Dès lors, il n’est pas étonnant que ces agissements génèrent chez ces derniers, à juste titre d’ailleurs, un sentiment de mécontentement, de frustration et même de colère qui pourrait s’amplifier au point de mettre en danger la pérennité de notre pacte social fondé sur le principe de solidarité.

C’est pourquoi le président de la République a fait de la lutte contre cette nouvelle forme de délinquance une priorité. Bien qu’il ait chargé le ministre du budget de rassembler des éléments d’information et d’analyse afin d’instaurer des mesures et des dispositifs de lutte plus efficaces, il apparaît indispensable que la représentation nationale participe à cette démarche et donc qu’elle s’empare activement de cette question.

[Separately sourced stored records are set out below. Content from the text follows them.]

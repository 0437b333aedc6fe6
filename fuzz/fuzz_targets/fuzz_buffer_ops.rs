#![no_main]

use libfuzzer_sys::fuzz_target;
use std::sync::Arc;

use bytebuf::BufferPool;
use bytepool::SizeClassPool;

fuzz_target!(|data: &[u8]| {
    if data.len() < 2 {
        return;
    }
    let pool = Arc::new(BufferPool::new(Arc::new(SizeClassPool::new(
        usize::from(data[0] % 16),
        usize::from(data[1]) * 32,
    ))));

    // Mirror every operation on a plain Vec and compare.
    let mut buf = pool.get();
    let mut model: Vec<u8> = Vec::new();
    for chunk in data[2..].chunks(3) {
        let arg = usize::from(*chunk.get(1).unwrap_or(&0)) * 7;
        match chunk[0] % 7 {
            0 => {
                buf.write_bytes(chunk);
                model.extend_from_slice(chunk);
            }
            1 => {
                buf.write_byte(chunk[0]);
                model.push(chunk[0]);
            }
            2 => {
                let n = arg.min(model.len());
                buf.truncate(n);
                model.truncate(n);
            }
            3 => {
                buf.guarantee(arg);
                assert!(buf.capacity() >= model.len() + arg);
            }
            4 => {
                buf.grow(arg);
                buf.bytes_mut()[model.len()..].fill(0xAB);
                model.resize(model.len() + arg, 0xAB);
            }
            5 => {
                let copy = buf.clone();
                assert_eq!(copy.bytes(), model.as_slice());
                copy.put();
            }
            _ => {
                buf.put();
                buf = pool.get();
                model.clear();
            }
        }
        assert_eq!(buf.bytes(), model.as_slice());
    }
});
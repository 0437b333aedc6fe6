//! Process-wide default pool and convenience entry points.
//!
//! The default pool starts with [`DEFAULT_MIN_SIZE`] and [`DEFAULT_MAX_SIZE`]
//! and can be swapped wholesale with [`reinitialize_default`] or
//! [`install_default`]. Blocks acquired from a replaced pool are still
//! released to whichever pool is the default at release time; they are
//! accepted only if their capacity is a class of that pool.

use std::sync::{Arc, LazyLock};

use parking_lot::RwLock;
use tracing::debug;

use crate::block::ByteBlock;
use crate::config::{DEFAULT_MAX_SIZE, DEFAULT_MIN_SIZE};
use crate::pool::SizeClassPool;

static DEFAULT_POOL: LazyLock<RwLock<Arc<SizeClassPool>>> = LazyLock::new(|| {
    RwLock::new(Arc::new(SizeClassPool::new(
        DEFAULT_MIN_SIZE,
        DEFAULT_MAX_SIZE,
    )))
});

/// Handle to the current default pool.
#[must_use]
pub fn default_pool() -> Arc<SizeClassPool> {
    Arc::clone(&DEFAULT_POOL.read())
}

/// Replace the default pool with a fresh one for the given bounds.
pub fn reinitialize_default(min_size: usize, max_size: usize) -> Arc<SizeClassPool> {
    let pool = Arc::new(SizeClassPool::new(min_size, max_size));
    install_default(Arc::clone(&pool));
    pool
}

/// Make `pool` the default, returning the previous default.
pub fn install_default(pool: Arc<SizeClassPool>) -> Arc<SizeClassPool> {
    debug!(
        min_size = pool.min_size(),
        max_size = pool.max_size(),
        "default pool replaced"
    );
    std::mem::replace(&mut *DEFAULT_POOL.write(), pool)
}

/// [`SizeClassPool::acquire_exact`] on the default pool.
pub fn acquire_exact(size: usize) -> ByteBlock {
    DEFAULT_POOL.read().acquire_exact(size)
}

/// [`SizeClassPool::acquire_empty`] on the default pool.
pub fn acquire_empty(size: usize) -> ByteBlock {
    DEFAULT_POOL.read().acquire_empty(size)
}

/// [`SizeClassPool::acquire_max`] on the default pool.
pub fn acquire_max() -> ByteBlock {
    DEFAULT_POOL.read().acquire_max()
}

/// [`SizeClassPool::acquire_min`] on the default pool.
pub fn acquire_min() -> ByteBlock {
    DEFAULT_POOL.read().acquire_min()
}

/// [`SizeClassPool::acquire_exact_max`] on the default pool.
pub fn acquire_exact_max() -> ByteBlock {
    DEFAULT_POOL.read().acquire_exact_max()
}

/// [`SizeClassPool::acquire_exact_min`] on the default pool.
pub fn acquire_exact_min() -> ByteBlock {
    DEFAULT_POOL.read().acquire_exact_min()
}

/// [`SizeClassPool::release`] on the default pool.
pub fn release(block: ByteBlock) -> bool {
    DEFAULT_POOL.read().release(block)
}
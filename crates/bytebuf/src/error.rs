//! Buffer error type.

use thiserror::Error;

/// Largest length or capacity a [`Buffer`](crate::Buffer) may reach:
/// `2^31 - 1` bytes, regardless of pool configuration.
#[allow(clippy::cast_sign_loss)]
pub const MAX_BUFFER_SIZE: usize = i32::MAX as usize;

/// Errors raised by buffer operations.
///
/// The panicking operations (`grow`, `guarantee`, `truncate`) panic with the
/// display text of these variants; their `try_` counterparts return them.
#[derive(Debug, Error, Clone, Copy, PartialEq, Eq)]
pub enum BufferError {
    /// The requested size exceeds [`MAX_BUFFER_SIZE`].
    #[error("buffer too large: limit is {} bytes", MAX_BUFFER_SIZE)]
    TooLarge,

    /// Truncation index past the current length.
    #[error("buffer truncation out of range")]
    Truncation,

    /// The pools refused the buffer's memory on close.
    #[error("buffer memory was not returned to the pool")]
    Close,
}

/// Abort with a contract violation.
#[cold]
#[track_caller]
pub(crate) fn fatal(err: BufferError) -> ! {
    panic!("{err}")
}
//! # bytepool
//!
//! Size-classed pool of reusable byte blocks.
//!
//! A [`SizeClassPool`] splits `[min_size, max_size]` into power-of-two
//! classes and recycles blocks of exactly those capacities. Requests above
//! `max_size` are served by plain allocations that are never pooled. A
//! process-wide default pool backs the free functions in this crate.
#![warn(missing_docs)]

pub mod block;
mod class;
pub mod config;
pub mod global;
pub mod pool;
pub mod stats;

// Re-exports
pub use block::ByteBlock;
pub use config::{
    ConfigError, PoolConfig, DEFAULT_MAX_PER_CLASS, DEFAULT_MAX_SIZE, DEFAULT_MIN_SIZE,
    ENV_MAX_PER_CLASS, ENV_MAX_SIZE, ENV_MIN_SIZE, MIN_CAPACITY,
};
pub use global::{
    acquire_empty, acquire_exact, acquire_exact_max, acquire_exact_min, acquire_max, acquire_min,
    default_pool, install_default, reinitialize_default, release,
};
pub use pool::SizeClassPool;
pub use stats::PoolStats;
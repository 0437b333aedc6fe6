//! bytepool CLI library: configuration and workload for the `bytepool` binary.

pub mod app;
pub mod config;
pub mod report;
//! Pool of reusable [`Buffer`] wrappers.

use std::sync::Arc;

use bytepool::{ByteBlock, SizeClassPool};
use parking_lot::Mutex;

use crate::buffer::Buffer;

/// Capacity of buffers handed out by [`BufferPool::get`].
pub const DEFAULT_BUFFER_SIZE: usize = 64;
/// Default bound on parked wrappers.
pub const DEFAULT_MAX_IDLE: usize = 1024;

/// Recycles [`Buffer`] wrappers on top of a [`SizeClassPool`].
///
/// Wrappers and their memory are pooled separately: a released buffer's
/// block goes back to the size-class pool, and the emptied wrapper is parked
/// here for the next [`get`](BufferPool::get) or [`make`](BufferPool::make).
/// Parked wrappers hold no reference back to this pool.
pub struct BufferPool {
    bytes: Arc<SizeClassPool>,
    idle: Mutex<Vec<Buffer>>,
    default_size: usize,
    max_idle: usize,
}

impl BufferPool {
    /// A buffer pool over `bytes` with default limits.
    #[must_use]
    pub fn new(bytes: Arc<SizeClassPool>) -> Self {
        Self::with_limits(bytes, DEFAULT_BUFFER_SIZE, DEFAULT_MAX_IDLE)
    }

    /// A buffer pool with a custom initial capacity and idle bound.
    #[must_use]
    pub fn with_limits(bytes: Arc<SizeClassPool>, default_size: usize, max_idle: usize) -> Self {
        Self {
            bytes,
            idle: Mutex::new(Vec::new()),
            default_size,
            max_idle,
        }
    }

    /// The size-class pool backing buffer memory.
    #[must_use]
    pub fn bytes_pool(&self) -> &Arc<SizeClassPool> {
        &self.bytes
    }

    /// Number of parked wrappers.
    #[must_use]
    pub fn idle(&self) -> usize {
        self.idle.lock().len()
    }

    /// Empty buffer with the default initial capacity.
    pub fn get(self: &Arc<Self>) -> Buffer {
        self.make(self.default_size)
    }

    /// Empty buffer with room for at least `capacity` bytes.
    pub fn make(self: &Arc<Self>, capacity: usize) -> Buffer {
        let block = self.bytes.acquire_empty(capacity);
        let parked = self.idle.lock().pop();
        let mut buf = parked.unwrap_or_else(|| Buffer::with_pool(Arc::clone(&self.bytes)));
        buf.replace_block(block);
        buf.bytes = Arc::clone(&self.bytes);
        buf.home = Some(Arc::clone(self));
        buf.ref_reset();
        buf
    }

    /// Buffer holding a copy of `src`, with a fresh reference delta.
    pub fn clone_buffer(self: &Arc<Self>, src: &Buffer) -> Buffer {
        let mut buf = self.make(src.len());
        buf.write_bytes(src.bytes());
        buf
    }

    /// Return `buf`'s memory to its size-class pool and park the wrapper.
    ///
    /// Returns whether the memory was accepted. The wrapper is parked either
    /// way, unless the idle bound is reached.
    pub fn release(&self, mut buf: Buffer) -> bool {
        let block = buf.replace_block(ByteBlock::new());
        let accepted = buf.bytes.release(block);
        buf.home = None;
        buf.ref_reset();

        let mut idle = self.idle.lock();
        if idle.len() < self.max_idle {
            idle.push(buf);
        }
        accepted
    }

    /// Same as [`release`](BufferPool::release), ignoring the outcome.
    pub fn put(&self, buf: Buffer) {
        let _ = self.release(buf);
    }
}

impl std::fmt::Debug for BufferPool {
    fn fmt(&self, f: &mut std::fmt::Formatter<'_>) -> std::fmt::Result {
        f.debug_struct("BufferPool")
            .field("bytes", &self.bytes)
            .field("idle", &self.idle())
            .field("default_size", &self.default_size)
            .finish_non_exhaustive()
    }
}

#[cfg(test)]
mod tests {
    use super::*;

    fn buffers(min: usize, max: usize) -> Arc<BufferPool> {
        Arc::new(BufferPool::new(Arc::new(SizeClassPool::new(min, max))))
    }

    #[test]
    fn get_has_default_capacity() {
        let pool = buffers(2, 8192);
        let buf = pool.get();
        assert!(buf.is_empty());
        assert_eq!(buf.capacity(), DEFAULT_BUFFER_SIZE);
        assert_eq!(buf.ref_load(), 0);
    }

    #[test]
    fn make_rounds_to_class() {
        let pool = buffers(2, 8192);
        assert_eq!(pool.make(8).capacity(), 8);
        assert_eq!(pool.make(100).capacity(), 128);
    }

    #[test]
    fn release_recycles_wrapper_and_memory() {
        let pool = buffers(2, 8192);
        let mut buf = pool.get();
        buf.write_string("abc");
        let ptr = buf.block().as_ptr();
        assert!(buf.release());
        assert_eq!(pool.idle(), 1);
        assert_eq!(pool.bytes_pool().pooled_in_class(64), 1);

        let again = pool.get();
        assert_eq!(pool.idle(), 0);
        assert!(again.is_empty());
        assert_eq!(again.block().as_ptr(), ptr);
    }

    #[test]
    fn recycled_wrapper_has_fresh_refs() {
        let pool = buffers(2, 64);
        let buf = pool.get();
        buf.ref_add(5);
        pool.put(buf);
        assert_eq!(pool.get().ref_load(), 0);
    }

    #[test]
    fn release_reports_unpoolable_memory() {
        let pool = buffers(2, 64);
        let mut buf = pool.get();
        buf.write_bytes(&[1u8; 200]);
        assert!(!pool.release(buf));
        assert_eq!(pool.idle(), 1);
    }

    #[test]
    fn close_follows_release() {
        let pool = buffers(2, 64);
        assert!(pool.get().close().is_ok());
        let mut big = pool.get();
        big.grow(500);
        assert!(big.close().is_err());
    }

    #[test]
    fn idle_bound() {
        let bytes = Arc::new(SizeClassPool::new(2, 64));
        let pool = Arc::new(BufferPool::with_limits(bytes, 16, 1));
        let a = pool.get();
        let b = pool.get();
        assert_eq!(a.capacity(), 16);
        pool.put(a);
        pool.put(b);
        assert_eq!(pool.idle(), 1);
    }

    #[test]
    fn clone_buffer_copies() {
        let pool = buffers(2, 64);
        let mut src = pool.get();
        src.write_string("copy me");
        src.ref_inc();
        let dup = pool.clone_buffer(&src);
        assert_eq!(dup.bytes(), b"copy me");
        assert_eq!(dup.ref_load(), 0);
        assert!(dup.release());
        assert!(src.release());
    }

    #[test]
    fn parked_wrappers_do_not_keep_pool_alive() {
        let pool = buffers(2, 64);
        let buf = pool.get();
        buf.put();
        assert_eq!(Arc::strong_count(&pool), 1);
    }
}
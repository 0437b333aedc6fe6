//! Process-wide default buffer pool and convenience entry points.
//!
//! The default buffer pool sits on top of [`bytepool::default_pool`]. When
//! that pool is replaced, the next call here builds a new buffer pool over
//! the replacement.

use std::sync::{Arc, LazyLock};

use parking_lot::RwLock;

use crate::buffer::Buffer;
use crate::pool::BufferPool;

static DEFAULT_BUFFERS: LazyLock<RwLock<Arc<BufferPool>>> =
    LazyLock::new(|| RwLock::new(Arc::new(BufferPool::new(bytepool::default_pool()))));

/// Handle to the default buffer pool, tracking the current default byte pool.
#[must_use]
pub fn default_buffer_pool() -> Arc<BufferPool> {
    let bytes = bytepool::default_pool();
    {
        let current = DEFAULT_BUFFERS.read();
        if Arc::ptr_eq(current.bytes_pool(), &bytes) {
            return Arc::clone(&current);
        }
    }
    let mut current = DEFAULT_BUFFERS.write();
    if !Arc::ptr_eq(current.bytes_pool(), &bytes) {
        *current = Arc::new(BufferPool::new(bytes));
    }
    Arc::clone(&current)
}

/// Replace the default byte pool and the buffer pool over it.
pub fn reinitialize_default(min_size: usize, max_size: usize) -> Arc<BufferPool> {
    bytepool::reinitialize_default(min_size, max_size);
    default_buffer_pool()
}

/// [`BufferPool::get`] on the default buffer pool.
pub fn get() -> Buffer {
    default_buffer_pool().get()
}

/// [`BufferPool::make`] on the default buffer pool.
pub fn make(capacity: usize) -> Buffer {
    default_buffer_pool().make(capacity)
}

/// [`BufferPool::release`] on the default buffer pool.
pub fn release(buf: Buffer) -> bool {
    default_buffer_pool().release(buf)
}

/// [`BufferPool::put`] on the default buffer pool.
pub fn put(buf: Buffer) {
    default_buffer_pool().put(buf);
}

/// [`BufferPool::clone_buffer`] on the default buffer pool.
pub fn clone(src: &Buffer) -> Buffer {
    default_buffer_pool().clone_buffer(src)
}

#[cfg(test)]
mod tests {
    use super::*;

    #[test]
    fn default_pool_tracks_default_bytes() {
        let a = default_buffer_pool();
        assert!(Arc::ptr_eq(a.bytes_pool(), &bytepool::default_pool()));
        assert!(Arc::ptr_eq(&a, &default_buffer_pool()));
    }

    #[test]
    fn convenience_round_trip() {
        let mut buf = get();
        buf.write_string("hello");
        let dup = clone(&buf);
        assert_eq!(dup.bytes(), b"hello");
        assert!(release(dup));
        put(buf);
        let fresh = make(10);
        assert!(fresh.capacity() >= 10);
        assert!(fresh.is_empty());
    }
}
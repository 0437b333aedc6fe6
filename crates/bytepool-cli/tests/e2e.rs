//! End-to-end CLI integration tests.

use assert_cmd::Command;
use predicates::prelude::*;

fn bytepool() -> Command {
    Command::cargo_bin("bytepool").expect("binary not found")
}

#[test]
fn help_flag() {
    bytepool()
        .arg("--help")
        .assert()
        .success()
        .stdout(predicate::str::contains("--iterations"));
}

#[test]
fn version_flag() {
    bytepool()
        .arg("--version")
        .assert()
        .success()
        .stdout(predicate::str::contains("bytepool"));
}

#[test]
fn text_report() {
    bytepool()
        .args(["-i", "100", "-t", "2", "-p", "256", "--min-size", "2", "--max-size", "8"])
        .assert()
        .success()
        .stdout(predicate::str::contains("2..=8 bytes, 3 classes"));
}

#[test]
fn json_report() {
    let output = bytepool()
        .args(["-i", "100", "-t", "1", "--json"])
        .output()
        .unwrap();
    assert!(output.status.success());
    let value: serde_json::Value = serde_json::from_slice(&output.stdout).unwrap();
    assert_eq!(value["cycles"], 100);
    assert!(value["stats"]["hits"].as_u64().unwrap() > 0);
}

#[test]
fn config_file() {
    let dir = tempfile::tempdir().unwrap();
    let path = dir.path().join("pool.json");
    std::fs::write(&path, r#"{"min_size": 16, "max_size": 128}"#).unwrap();
    bytepool()
        .args(["-i", "10", "-t", "1", "--config"])
        .arg(&path)
        .assert()
        .success()
        .stdout(predicate::str::contains("16..=128 bytes"));
}

#[test]
fn missing_config_file_fails() {
    bytepool()
        .args(["--config", "/nonexistent/pool.json"])
        .assert()
        .failure()
        .stderr(predicate::str::contains("pool configuration"));
}

#[test]
fn env_overrides_defaults() {
    bytepool()
        .env("BYTEPOOL_MAX_SIZE", "32")
        .args(["-i", "10", "-t", "1"])
        .assert()
        .success()
        .stdout(predicate::str::contains("2..=32 bytes"));
}
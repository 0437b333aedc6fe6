//! Scoped reference guard.

use std::ops::Deref;

use crate::buffer::Buffer;

/// Holds one extra reference on a [`Buffer`] for its lifetime.
///
/// Created by [`Buffer::ref_guard`], which increments the reference delta;
/// dropping the guard decrements it again.
#[must_use = "dropping the guard releases the reference immediately"]
pub struct RefGuard<'a> {
    buffer: &'a Buffer,
}

impl<'a> RefGuard<'a> {
    pub(crate) fn new(buffer: &'a Buffer) -> Self {
        buffer.ref_inc();
        Self { buffer }
    }
}

impl Deref for RefGuard<'_> {
    type Target = Buffer;

    fn deref(&self) -> &Buffer {
        self.buffer
    }
}

impl Drop for RefGuard<'_> {
    fn drop(&mut self) {
        self.buffer.ref_dec();
    }
}
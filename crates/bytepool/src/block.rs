//! Byte memory blocks handed out by the size-class pool.
//!
//! A [`ByteBlock`] owns fully initialised storage of a fixed capacity and
//! tracks a logical length separately. Storage is zero-filled once, when it is
//! first allocated; after that it is recycled as-is. Bytes between the logical
//! length and the capacity therefore hold whatever a previous user left there.
//! Reading them is memory-safe but yields indeterminate content.

use std::fmt;
use std::ops::{Deref, DerefMut};

/// Contiguous bytes with a logical length and a fixed capacity.
#[derive(Default)]
pub struct ByteBlock {
    storage: Box<[u8]>,
    len: usize,
}

impl ByteBlock {
    /// An empty block with zero capacity. Never poolable.
    #[must_use]
    pub fn new() -> Self {
        Self::default()
    }

    /// Allocate fresh zero-filled storage of exactly `capacity` bytes.
    pub(crate) fn alloc(capacity: usize) -> Self {
        Self {
            storage: vec![0u8; capacity].into_boxed_slice(),
            len: 0,
        }
    }

    /// Wrap recycled storage, exposing `len` bytes of it.
    pub(crate) fn from_storage(storage: Box<[u8]>, len: usize) -> Self {
        debug_assert!(len <= storage.len());
        Self { storage, len }
    }

    /// Give up the storage, discarding the logical length.
    pub(crate) fn into_storage(self) -> Box<[u8]> {
        self.storage
    }

    /// Logical length in bytes.
    #[inline]
    #[must_use]
    pub fn len(&self) -> usize {
        self.len
    }

    /// Whether the logical length is zero.
    #[inline]
    #[must_use]
    pub fn is_empty(&self) -> bool {
        self.len == 0
    }

    /// Total bytes of storage.
    #[inline]
    #[must_use]
    pub fn capacity(&self) -> usize {
        self.storage.len()
    }

    /// Bytes available past the logical length.
    #[inline]
    #[must_use]
    pub fn remaining(&self) -> usize {
        self.storage.len() - self.len
    }

    /// Address of the first storage byte. Used to observe reuse.
    #[must_use]
    pub fn as_ptr(&self) -> *const u8 {
        self.storage.as_ptr()
    }

    /// Set the logical length.
    ///
    /// Growing the length reveals leftover bytes from earlier use; they are
    /// not cleared.
    ///
    /// # Panics
    ///
    /// Panics if `len` exceeds the capacity.
    pub fn set_len(&mut self, len: usize) {
        assert!(
            len <= self.capacity(),
            "block length {len} exceeds capacity {}",
            self.capacity()
        );
        self.len = len;
    }

    /// Shorten the logical length to `len`. No-op if already shorter.
    pub fn truncate(&mut self, len: usize) {
        self.len = self.len.min(len);
    }

    /// Set the logical length to zero.
    pub fn clear(&mut self) {
        self.len = 0;
    }

    /// Append `src` after the logical length.
    ///
    /// # Panics
    ///
    /// Panics if `src` does not fit in the remaining capacity.
    pub fn extend_from_slice(&mut self, src: &[u8]) {
        assert!(
            src.len() <= self.remaining(),
            "block overflow: {} bytes into {} remaining",
            src.len(),
            self.remaining()
        );
        let end = self.len + src.len();
        self.storage[self.len..end].copy_from_slice(src);
        self.len = end;
    }

    /// Append one byte.
    ///
    /// # Panics
    ///
    /// Panics if the block is full.
    pub fn push(&mut self, byte: u8) {
        assert!(self.len < self.capacity(), "block overflow: block is full");
        self.storage[self.len] = byte;
        self.len += 1;
    }

    /// Storage between the logical length and the capacity.
    pub fn spare_mut(&mut self) -> &mut [u8] {
        &mut self.storage[self.len..]
    }

    /// Copy the logical contents into an owned `Vec`.
    #[must_use]
    pub fn to_vec(&self) -> Vec<u8> {
        (**self).to_vec()
    }
}

impl Deref for ByteBlock {
    type Target = [u8];

    fn deref(&self) -> &[u8] {
        &self.storage[..self.len]
    }
}

impl DerefMut for ByteBlock {
    fn deref_mut(&mut self) -> &mut [u8] {
        &mut self.storage[..self.len]
    }
}

impl AsRef<[u8]> for ByteBlock {
    fn as_ref(&self) -> &[u8] {
        self
    }
}

impl AsMut<[u8]> for ByteBlock {
    fn as_mut(&mut self) -> &mut [u8] {
        self
    }
}

impl From<Vec<u8>> for ByteBlock {
    /// Adopt a `Vec`, keeping its length and its full capacity so that a
    /// vector of a class-sized capacity can be released into the pool.
    fn from(mut vec: Vec<u8>) -> Self {
        let len = vec.len();
        vec.resize(vec.capacity(), 0);
        Self {
            storage: vec.into_boxed_slice(),
            len,
        }
    }
}

impl fmt::Debug for ByteBlock {
    fn fmt(&self, f: &mut fmt::Formatter<'_>) -> fmt::Result {
        f.debug_struct("ByteBlock")
            .field("len", &self.len)
            .field("capacity", &self.capacity())
            .finish()
    }
}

Pour ces raisons, il est proposé de créer une commission d’enquête qui serait chargée d’identifier les ressorts et la nature de la fraude ainsi que les mécanismes qui y concourent. Elle aurait en outre pour vocation l’analyse des dysfonctionnements et des défaillances des services de gestion et de contrôle qui permettent l’existence et l’augmentation de ces pratiques inacceptables.

PROPOSITION DE RÉSOLUTION

Article unique

Il est créé, en application de l’article 140 et suivants du règlement de l’Assemblée nationale, une commission d’enquête de trente membres visant à analyser la situation des fraudes aux prestations et aux prélèvements sociaux. Cette commission devra identifier la nature de la fraude ainsi que les mécanismes qui y concourent. Elle devra en outre enquêter sur les incohérences, les dysfonctionnements et les défaillances des différents services et organismes administratifs chargés de la prévention et de lutte contre ces pratiques frauduleuses.